Erika Kirk watched her husband get assassinated six months ago.
Now a retail employee is weaponizing her clothing receipts against her.
What Alo did next – and what they're now facing – is something every conservative customer needs to know.
How the Erika Kirk Shopping Spree Smear Collapsed
A TikTok creator with nearly 900,000 followers posted a video claiming an Alo employee contacted him directly with Kirk's private purchase history.
The receipt showed a purchase of more than $1,000 at a Salt Lake City Alo store on the morning of September 11, 2025 – hours after Charlie Kirk was pronounced dead from an assassin's bullet.
The creator declared the receipt would "completely ruin Erika Kirk's entire story" and accused her of going on a shopping spree while her husband's body was still warm.
The video has since been viewed over 8 million times.
The smear collapsed within 24 hours.
TPUSA staffer Elizabeth McCoy went public with a full account of what actually happened.
"I was the one who made the Alo purchase, in person, in Utah," McCoy wrote.
When the call came that Charlie had been shot, the whole team bolted from the office and boarded a plane with only what they had on their backs.
They spent the day at the hospital in those clothes and wore them through the night.
The next morning, a friend handed McCoy her credit card to go pick up clothing and toiletries for the team – including Erika.
"Alo was down the street," McCoy explained.
She called the campaign against Kirk what it was: "a planned, manufactured attack."
https://twitter.com/ProjectConstitu/status/2034244735359975848
Alo Yoga Privacy Breach Exposes Customers
A TPUSA insider confirmed to Fox News Digital that the items were purchased for staffers who had made it to Utah with nothing but the clothes on their backs.
Alo did not respond to questions about whether it would investigate the employee who leaked the receipt – or whether the company finds it appropriate to share a customer's purchasing history with a hostile political influencer.
Instead, the brand quietly locked its X account.
This is a company that already settled a privacy class action after its streaming platform was caught disclosing viewer data to Facebook without consent.
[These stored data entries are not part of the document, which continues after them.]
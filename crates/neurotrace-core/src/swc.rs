//! SWC text parser
//!
//! Single left-to-right pass over physical lines. Never fails: every
//! recoverable defect becomes a [`Warning`] and the rest of the file is
//! still used. CRLF and LF input parse to byte-identical trees.
//!
//! [`Warning`]: crate::model::Warning

use crate::meta::extract_metadata;
use crate::model::{swc_type, Morphology, SwcNode, Warning, WarningKind, NO_PARENT};

/// Parse the 7 whitespace-separated numeric fields of a data line.
/// Returns `None` on anything that is not exactly 7 finite numbers, so
/// `nan` and `inf` spellings are malformed rather than nodes.
fn parse_data_line(line: &str) -> Option<[f64; 7]> {
    let mut values = [0.0f64; 7];
    let mut count = 0;
    for field in line.split_ascii_whitespace() {
        if count == 7 {
            return None;
        }
        let v: f64 = field.parse().ok()?;
        if !v.is_finite() {
            return None;
        }
        values[count] = v;
        count += 1;
    }
    (count == 7).then_some(values)
}

/// Parse SWC-format text into a [`Morphology`].
pub fn parse_swc(content: &str) -> Morphology {
    let mut result = Morphology::new();
    if content.is_empty() {
        return result;
    }

    let mut prev_id: Option<i64> = None;
    let mut is_sequential = true;
    let mut has_soma = false;

    for (line_idx, raw_line) in content.split('\n').enumerate() {
        let line_num = line_idx + 1;
        let line = raw_line.strip_suffix('\r').unwrap_or(raw_line).trim();

        if line.is_empty() {
            continue;
        }

        if line.starts_with('#') {
            result.comments.push(line.to_string());
            extract_metadata(line, &mut result.metadata);
            continue;
        }

        let Some(values) = parse_data_line(line) else {
            result.warnings.push(
                Warning::new(WarningKind::MalformedLine, "Malformed data line")
                    .at_line(line_num),
            );
            continue;
        };

        let id = values[0] as i64;
        let node_type = values[1] as i32;
        let [x, y, z] = [values[2], values[3], values[4]];
        let radius = values[5];
        let parent_id = values[6] as i64;

        if result.nodes.contains_key(&id) {
            result.warnings.push(
                Warning::new(WarningKind::DuplicateId, format!("Duplicate node ID {id}"))
                    .at_line(line_num)
                    .for_node(id),
            );
            continue;
        }

        if !(0..=7).contains(&node_type) {
            result.warnings.push(
                Warning::new(
                    WarningKind::UnknownType,
                    format!("Unknown type code {node_type}"),
                )
                .at_line(line_num)
                .for_node(id),
            );
        }

        if !(0.0..=100.0).contains(&radius) {
            result.warnings.push(
                Warning::new(
                    WarningKind::RadiusOutlier,
                    format!("Radius {radius} outside expected range [0, 100]"),
                )
                .at_line(line_num)
                .for_node(id),
            );
        }

        if node_type == swc_type::SOMA {
            has_soma = true;
        }

        if is_sequential && prev_id.is_some_and(|prev| id != prev + 1) {
            is_sequential = false;
        }
        prev_id = Some(id);

        result.nodes.insert(
            id,
            SwcNode {
                id,
                node_type,
                x,
                y,
                z,
                radius,
                parent_id,
            },
        );
    }

    build_tree_structure(&mut result);

    // Post-parse heuristics
    if result.roots.is_empty() && !result.nodes.is_empty() {
        let min_id = *result.nodes.keys().next().expect("non-empty");
        result.warnings.push(
            Warning::new(
                WarningKind::NoRoot,
                format!("No root node found, using node {min_id} as root"),
            )
            .for_node(min_id),
        );
        result
            .nodes
            .get_mut(&min_id)
            .expect("non-empty")
            .parent_id = NO_PARENT;
        result.roots.push(min_id);
        // forcing a root changes a parent pointer, so the index must agree
        if let Some(children) = result.child_index.values_mut().find(|c| c.contains(&min_id)) {
            children.retain(|&c| c != min_id);
        }
        result.child_index.retain(|_, c| !c.is_empty());
    }

    if !is_sequential && result.nodes.len() > 1 {
        result.warnings.push(Warning::new(
            WarningKind::NonSequentialIds,
            "Node IDs are not sequential",
        ));
    }

    if !has_soma && !result.nodes.is_empty() {
        result.warnings.push(Warning::new(
            WarningKind::MissingSoma,
            "No soma (type 1) node found",
        ));
    }

    tracing::debug!(
        nodes = result.nodes.len(),
        roots = result.roots.len(),
        warnings = result.warnings.len(),
        "parsed SWC"
    );
    result
}

/// Second pass: derive roots and the child index from parent pointers.
/// A node whose parent is missing is severed and forced to root.
pub(crate) fn build_tree_structure(result: &mut Morphology) {
    let ids: Vec<i64> = result.nodes.keys().copied().collect();
    for id in ids {
        let parent_id = result.nodes[&id].parent_id;
        if parent_id == NO_PARENT {
            result.roots.push(id);
        } else if result.nodes.contains_key(&parent_id) {
            result.child_index.entry(parent_id).or_default().push(id);
        } else {
            result.warnings.push(
                Warning::new(
                    WarningKind::InvalidParent,
                    format!("Node {id} references missing parent {parent_id}"),
                )
                .for_node(id),
            );
            result.nodes.get_mut(&id).expect("present").parent_id = NO_PARENT;
            result.roots.push(id);
        }
    }
}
It currently faces a separate $150 million lawsuit over undisclosed influencer marketing arrangements.
And now one of its employees allegedly pulled a grieving widow's account, packaged her receipt, and handed it to a TikTok creator with nearly a million followers – specifically to destroy her reputation.
That's not a data breach. That's a targeting operation.
Attorney Danny Karon told Fox News Digital that what happened to Kirk isn't just bad optics – it's potential legal exposure under multiple theories.
The Utah Consumer Privacy Act, enacted in 2023, governs how retailers can share customer data – but Karon said the UCPA doesn't cover what Alo is accused of here.
"What happened was a privacy breach that gives rise to several common-law claims," Karon said, identifying breach of contract, doxxing, negligence, intrusion upon seclusion, and public disclosure of private facts as grounds for action.
Because the purchase occurred at a Utah brick-and-mortar location, Utah law applies – even though Kirk is not a Utah resident.
Karon also noted that the Federal Trade Commission Act bars deceptive or unfair practices, meaning a retailer that promises not to share customer data but allows an employee to hand it to a political operative may be looking at a federal violation on top of the civil claims.
Conservative commentator Alex Clark didn't mince words.
"An Alo employee leaked a customer's private purchase history to smear her – after those items were bought in the immediate aftermath of one of the most horrific murders in American history," Clark posted.
"Alo refuses to apologize and now locks their Twitter account. You are a despicable company and this is predatory behavior."
OutKick's Mary Katharine Ham – who lost her first husband in 2015 – said the smear exposed how little Kirk's critics understand about grief logistics.
"If your loved one dies far from your home and you rush to them, you will need clothes," Ham wrote, explaining that she regularly advises friends in crisis to send comfortable items their loved one can wear "from couch to funeral home to probate court."
Why Conservatives Should Cancel Their Alo Yoga Account Now
The Utah attorney general has authority to pursue UCPA violations.
Kirk's legal team has every civil mechanism available under the claims Karon identified.
But you don't have to wait for a lawyer to act.
Alo knows who you voted for.
They know what you buy, when you bought it, and where you live.
And when one of their employees decided to use that information as a political weapon against a conservative widow in the worst moment of her life – the company locked its account and said nothing.
Cancel your Alo account today.
Sources:
- Brian Flood, "Alo faces potential legal trouble after Erika Kirk's clothing purchase history turned into viral smear," Fox News, March 20, 2026.
- "Cruel Hoax Targets Erika Kirk: Shopping Spree Lie Exposed as Sick Attack on Widow Amid Alo Privacy Breach," Twitchy, March 20, 2026.
- "Alo Moves Privacy Class Action Settlement," Top Class Actions, November 6, 2024.
- "ALO Yoga, Influencers Hit With $150M Class Action Lawsuit Over Undisclosed Paid Social Media Campaigns," Net Influencer, May 19, 2025.